Keywords

1 Introduction

In recent years, there has been growing interest of extracting patterns from data using artificial neural network (ANN)-based modelling techniques. The use of these models in the real-life scenarios is becoming primary focus area across different industries and data analytics practitioners. It is already established that the ANN-based models provide a flexible framework to build the models with increased predictive performance for the large and complex data. But unfortunately, due to high degree of complexity of ANN models, the interpretability of the results can be significantly reduced, and it has been named as “black box” in this community. For example, in banking system to detect the fraud or a robo-advisor for securities consulting or for opening a new account in compliance with the KYC method, there are no mechanisms in place which make the results understandable. The risk with this type of complex computing machines is that customers or bank employees are left with a series of questions after a consultancy or decision which the banks themselves cannot answer: “Why did you recommend this share?”, “Why was this person rejected as a customer?”, “How does the machine classify this transaction as terror financing or money laundering?”. Naturally, industries are more and more focusing on the transparency and understanding of AI when deploying artificial intelligence and complex learning systems.

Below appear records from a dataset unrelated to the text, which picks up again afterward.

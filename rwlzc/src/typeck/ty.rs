//! Resolved types and the type rules.
//!
//! Every rule here is a pure function of its operands; nothing touches the
//! symbol table. An operator rule returns `None` when the operands are
//! invalid, and the analyzer turns that into a diagnostic.

use std::fmt;
use std::hash::{Hash, Hasher};

use crate::ast::{BinOp, TypeName, TypeSpec, UnaryOp};
use serde::Serialize;

/// Base kinds a value can have.
#[derive(Debug, Clone, Copy, PartialEq, Eq, Hash, Serialize)]
#[serde(rename_all = "lowercase")]
pub enum BaseType {
    Int,
    Float,
    Bool,
    Char,
    String,
    Void,
    /// Unknown but accepted: the type of engine-provided values.
    Auto,
    /// Produced after a reported error; accepted everywhere so one mistake
    /// is reported once.
    Error,
}

impl BaseType {
    /// Base types a value of this type may be implicitly converted to.
    pub fn promotions(self) -> &'static [BaseType] {
        match self {
            BaseType::Int => &[BaseType::Float],
            BaseType::Float => &[BaseType::Int],
            BaseType::Char => &[BaseType::Int, BaseType::String],
            BaseType::Bool => &[BaseType::Int],
            _ => &[],
        }
    }

    pub fn as_str(self) -> &'static str {
        match self {
            BaseType::Int => "int",
            BaseType::Float => "float",
            BaseType::Bool => "bool",
            BaseType::Char => "char",
            BaseType::String => "string",
            BaseType::Void => "void",
            BaseType::Auto => "auto",
            BaseType::Error => "error",
        }
    }
}

impl From<TypeName> for BaseType {
    fn from(name: TypeName) -> Self {
        match name {
            TypeName::Int => BaseType::Int,
            TypeName::Float => BaseType::Float,
            TypeName::Bool => BaseType::Bool,
            TypeName::Char => BaseType::Char,
            TypeName::String => BaseType::String,
            TypeName::Void => BaseType::Void,
            TypeName::Auto => BaseType::Auto,
        }
    }
}

/// A type as the analyzer sees it.
///
/// Equality and hashing ignore `is_const`: const-ness restricts assignment,
/// it does not make a different type.
#[derive(Debug, Clone, Copy, Serialize)]
pub struct ResolvedType {
    pub base: BaseType,
    pub is_array: bool,
    pub is_const: bool,
}

impl ResolvedType {
    pub const INT: ResolvedType = ResolvedType::scalar(BaseType::Int);
    pub const FLOAT: ResolvedType = ResolvedType::scalar(BaseType::Float);
    pub const BOOL: ResolvedType = ResolvedType::scalar(BaseType::Bool);
    pub const CHAR: ResolvedType = ResolvedType::scalar(BaseType::Char);
    pub const STRING: ResolvedType = ResolvedType::scalar(BaseType::String);
    pub const VOID: ResolvedType = ResolvedType::scalar(BaseType::Void);
    pub const AUTO: ResolvedType = ResolvedType::scalar(BaseType::Auto);
    pub const ERROR: ResolvedType = ResolvedType::scalar(BaseType::Error);

    pub const fn scalar(base: BaseType) -> Self {
        Self {
            base,
            is_array: false,
            is_const: false,
        }
    }

    pub const fn array(base: BaseType) -> Self {
        Self {
            base,
            is_array: true,
            is_const: false,
        }
    }

    /// Resolve a declared type spelling.
    pub fn from_spec(spec: &TypeSpec) -> Self {
        Self {
            base: spec.name.into(),
            is_array: spec.is_array,
            is_const: spec.is_const,
        }
    }

    pub fn with_const(mut self, is_const: bool) -> Self {
        self.is_const = is_const;
        self
    }

    /// The element type of an array, or `None` for scalars.
    pub fn element(self) -> Option<ResolvedType> {
        self.is_array.then(|| ResolvedType::scalar(self.base))
    }

    /// The array type whose elements have this type.
    pub fn array_of(self) -> ResolvedType {
        ResolvedType {
            base: self.base,
            is_array: true,
            is_const: self.is_const,
        }
    }

    pub fn is_error(self) -> bool {
        self.base == BaseType::Error
    }

    pub fn is_void(self) -> bool {
        self.base == BaseType::Void && !self.is_array
    }

    /// Whether errors about this type would only repeat an earlier one.
    pub fn is_permissive(self) -> bool {
        matches!(self.base, BaseType::Error | BaseType::Auto)
    }

    /// Non-array `int` or `float`.
    pub fn is_numeric(self) -> bool {
        !self.is_array && matches!(self.base, BaseType::Int | BaseType::Float)
    }

    pub fn is_integer(self) -> bool {
        !self.is_array && self.base == BaseType::Int
    }

    pub fn is_float(self) -> bool {
        !self.is_array && self.base == BaseType::Float
    }

    pub fn is_bool(self) -> bool {
        !self.is_array && self.base == BaseType::Bool
    }

    pub fn is_char(self) -> bool {
        !self.is_array && self.base == BaseType::Char
    }

    pub fn is_string(self) -> bool {
        !self.is_array && self.base == BaseType::String
    }

    /// Usable as a condition or a logical operand: bool, or numeric with
    /// zero meaning false.
    pub fn is_truthy(self) -> bool {
        self.is_bool() || self.is_numeric()
    }
}

impl PartialEq for ResolvedType {
    fn eq(&self, other: &Self) -> bool {
        self.base == other.base && self.is_array == other.is_array
    }
}

impl Eq for ResolvedType {}

impl Hash for ResolvedType {
    fn hash<H: Hasher>(&self, state: &mut H) {
        self.base.hash(state);
        self.is_array.hash(state);
    }
}

/// `const int[]`
impl fmt::Display for ResolvedType {
    fn fmt(&self, f: &mut fmt::Formatter<'_>) -> fmt::Result {
        if self.is_const {
            f.write_str("const ")?;
        }
        f.write_str(self.base.as_str())?;
        if self.is_array {
            f.write_str("[]")?;
        }
        Ok(())
    }
}

// ============================================================
// Rules
// ============================================================

/// Whether a value of type `value` may be used where `expected` is required.
pub fn is_compatible(expected: ResolvedType, value: ResolvedType) -> bool {
    if expected.is_permissive() || value.is_permissive() {
        return true;
    }
    if expected == value {
        return true;
    }
    if expected.is_array || value.is_array {
        return false;
    }
    value.base.promotions().contains(&expected.base)
}

/// Result type of an arithmetic operator.
pub fn arithmetic_result(op: BinOp, left: ResolvedType, right: ResolvedType) -> Option<ResolvedType> {
    if left.is_array || right.is_array {
        return None;
    }

    if op == BinOp::Add
        && (left.is_string() || right.is_string() || (left.is_char() && right.is_char()))
    {
        return Some(ResolvedType::STRING);
    }

    if left.is_numeric() && right.is_numeric() {
        if left.is_float() || right.is_float() {
            return Some(ResolvedType::FLOAT);
        }
        return Some(ResolvedType::INT);
    }

    None
}

/// Result type of a comparison operator.
pub fn comparison_result(op: BinOp, left: ResolvedType, right: ResolvedType) -> Option<ResolvedType> {
    if left.is_array || right.is_array {
        return None;
    }

    let valid = if op.is_equality() {
        is_compatible(left, right) || is_compatible(right, left)
    } else {
        (left.is_numeric() && right.is_numeric())
            || (left.is_char() && right.is_char())
            || (left.is_string() && right.is_string())
    };
    valid.then_some(ResolvedType::BOOL)
}

/// Result type of `&&` and `||`.
pub fn logical_result(left: ResolvedType, right: ResolvedType) -> Option<ResolvedType> {
    (left.is_truthy() && right.is_truthy()).then_some(ResolvedType::BOOL)
}

/// Result type of a binary operator, dispatching on its class.
pub fn binary_result(op: BinOp, left: ResolvedType, right: ResolvedType) -> Option<ResolvedType> {
    if op.is_arithmetic() {
        arithmetic_result(op, left, right)
    } else if op.is_comparison() {
        comparison_result(op, left, right)
    } else {
        logical_result(left, right)
    }
}

/// Result type of a prefix operator.
pub fn unary_result(op: UnaryOp, operand: ResolvedType) -> Option<ResolvedType> {
    match op {
        UnaryOp::Not => operand.is_truthy().then_some(ResolvedType::BOOL),
        UnaryOp::Neg | UnaryOp::Plus => {
            operand.is_numeric().then(|| ResolvedType::scalar(operand.base))
        }
    }
}

/// Whether `++`/`--` apply to a value of this type.
pub fn supports_increment(ty: ResolvedType) -> bool {
    ty.is_numeric()
}

#[cfg(test)]
mod tests {
    use super::*;
    use proptest::prelude::*;

    const ALL: [ResolvedType; 8] = [
        ResolvedType::INT,
        ResolvedType::FLOAT,
        ResolvedType::BOOL,
        ResolvedType::CHAR,
        ResolvedType::STRING,
        ResolvedType::VOID,
        ResolvedType::AUTO,
        ResolvedType::ERROR,
    ];

    #[test]
    fn numeric_addition_promotes() {
        let add = |l, r| arithmetic_result(BinOp::Add, l, r);
        assert_eq!(add(ResolvedType::INT, ResolvedType::FLOAT), Some(ResolvedType::FLOAT));
        assert_eq!(add(ResolvedType::FLOAT, ResolvedType::INT), Some(ResolvedType::FLOAT));
        assert_eq!(add(ResolvedType::INT, ResolvedType::INT), Some(ResolvedType::INT));
    }

    #[test]
    fn concatenation_yields_string() {
        let add = |l, r| arithmetic_result(BinOp::Add, l, r);
        assert_eq!(add(ResolvedType::STRING, ResolvedType::CHAR), Some(ResolvedType::STRING));
        assert_eq!(add(ResolvedType::CHAR, ResolvedType::CHAR), Some(ResolvedType::STRING));
        assert_eq!(add(ResolvedType::INT, ResolvedType::STRING), Some(ResolvedType::STRING));
        assert_eq!(arithmetic_result(BinOp::Sub, ResolvedType::CHAR, ResolvedType::CHAR), None);
        assert_eq!(arithmetic_result(BinOp::Mul, ResolvedType::STRING, ResolvedType::INT), None);
    }

    #[test]
    fn arrays_never_take_part_in_arithmetic() {
        let xs = ResolvedType::array(BaseType::Int);
        assert_eq!(arithmetic_result(BinOp::Add, xs, ResolvedType::INT), None);
        assert_eq!(comparison_result(BinOp::Eq, xs, xs), None);
    }

    #[test]
    fn promotion_direction() {
        assert!(is_compatible(ResolvedType::FLOAT, ResolvedType::INT));
        assert!(is_compatible(ResolvedType::INT, ResolvedType::FLOAT));
        assert!(is_compatible(ResolvedType::INT, ResolvedType::CHAR));
        assert!(is_compatible(ResolvedType::STRING, ResolvedType::CHAR));
        assert!(is_compatible(ResolvedType::INT, ResolvedType::BOOL));
        assert!(!is_compatible(ResolvedType::CHAR, ResolvedType::STRING));
        assert!(!is_compatible(ResolvedType::BOOL, ResolvedType::INT));
        assert!(!is_compatible(ResolvedType::STRING, ResolvedType::INT));
    }

    #[test]
    fn arrays_match_exactly() {
        let ints = ResolvedType::array(BaseType::Int);
        let floats = ResolvedType::array(BaseType::Float);
        assert!(is_compatible(ints, ints));
        assert!(!is_compatible(floats, ints));
        assert!(!is_compatible(ResolvedType::INT, ints));
        assert!(!is_compatible(ints, ResolvedType::INT));
    }

    #[test]
    fn const_is_ignored_by_equality() {
        let a = ResolvedType::INT.with_const(true);
        assert_eq!(a, ResolvedType::INT);
        assert_eq!(a.to_string(), "const int");
        assert_eq!(ResolvedType::array(BaseType::Char).with_const(true).to_string(), "const char[]");
    }

    #[test]
    fn ordering_rules() {
        let lt = |l, r| comparison_result(BinOp::Lt, l, r);
        assert_eq!(lt(ResolvedType::INT, ResolvedType::FLOAT), Some(ResolvedType::BOOL));
        assert_eq!(lt(ResolvedType::CHAR, ResolvedType::CHAR), Some(ResolvedType::BOOL));
        assert_eq!(lt(ResolvedType::STRING, ResolvedType::STRING), Some(ResolvedType::BOOL));
        assert_eq!(lt(ResolvedType::CHAR, ResolvedType::INT), None);
        assert_eq!(lt(ResolvedType::BOOL, ResolvedType::BOOL), None);
    }

    #[test]
    fn equality_accepts_either_direction() {
        let eq = |l, r| comparison_result(BinOp::Eq, l, r);
        assert_eq!(eq(ResolvedType::STRING, ResolvedType::CHAR), Some(ResolvedType::BOOL));
        assert_eq!(eq(ResolvedType::CHAR, ResolvedType::STRING), Some(ResolvedType::BOOL));
        assert_eq!(eq(ResolvedType::STRING, ResolvedType::BOOL), None);
    }

    #[test]
    fn logical_and_not_accept_numbers() {
        assert_eq!(logical_result(ResolvedType::INT, ResolvedType::BOOL), Some(ResolvedType::BOOL));
        assert_eq!(unary_result(UnaryOp::Not, ResolvedType::FLOAT), Some(ResolvedType::BOOL));
        assert_eq!(logical_result(ResolvedType::STRING, ResolvedType::BOOL), None);
        assert_eq!(unary_result(UnaryOp::Not, ResolvedType::CHAR), None);
    }

    #[test]
    fn negation_and_increment_need_numbers() {
        assert_eq!(unary_result(UnaryOp::Neg, ResolvedType::FLOAT), Some(ResolvedType::FLOAT));
        assert_eq!(unary_result(UnaryOp::Plus, ResolvedType::BOOL), None);
        assert!(supports_increment(ResolvedType::INT));
        assert!(!supports_increment(ResolvedType::array(BaseType::Int)));
        assert!(!supports_increment(ResolvedType::CHAR));
    }

    fn arb_type() -> impl Strategy<Value = ResolvedType> {
        (prop::sample::select(ALL.to_vec()), any::<bool>(), any::<bool>()).prop_map(
            |(ty, is_array, is_const)| ResolvedType {
                is_array,
                is_const,
                ..ty
            },
        )
    }

    proptest! {
        #[test]
        fn prop_numeric_addition_is_symmetric(l in arb_type(), r in arb_type()) {
            prop_assume!(l.is_numeric() && r.is_numeric());
            prop_assert_eq!(
                arithmetic_result(BinOp::Add, l, r),
                arithmetic_result(BinOp::Add, r, l)
            );
        }

        #[test]
        fn prop_compatibility_is_reflexive(ty in arb_type()) {
            prop_assert!(is_compatible(ty, ty));
        }

        #[test]
        fn prop_error_is_compatible_with_everything(ty in arb_type()) {
            prop_assert!(is_compatible(ResolvedType::ERROR, ty));
            prop_assert!(is_compatible(ty, ResolvedType::ERROR));
        }

        #[test]
        fn prop_equality_is_symmetric(l in arb_type(), r in arb_type()) {
            prop_assert_eq!(
                comparison_result(BinOp::Eq, l, r),
                comparison_result(BinOp::Eq, r, l)
            );
        }

        #[test]
        fn prop_const_does_not_change_rules(l in arb_type(), r in arb_type()) {
            prop_assert_eq!(
                is_compatible(l, r),
                is_compatible(l.with_const(!l.is_const), r.with_const(!r.is_const))
            );
        }
    }
}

Probably, this has opened a new direction of research works to develop various approaches to understand the model behaviour and the explainability of the model structure. Recently, Joel et al. (2018) has developed explainable neural network model based on additive index models to learn interpretable network connectivity. But it is not still enough to understand the significance of the features used in the model and the model is well specified or not.

In this article, we will express the neural network (NN) model as nonlinear regression model and use statistical measures to interpret the model parameters and the model specification based on certain assumptions. We will consider only multilayer perceptron (MLP) networks which is a very flexible class of statistical procedures. We have arranged this article as: (a) explain the structure of MLP as feed-forward neural network in terms of nonlinear regression model, (b) the estimation of the parameters, (c) properties of parameters and their asymptotic distribution, (d) simulation study and conclusion.

Fig. 1
figure 1

A multilayer perceptron neural network: MLP network with three layers

2 Transparent Neural Network Model (TRANN)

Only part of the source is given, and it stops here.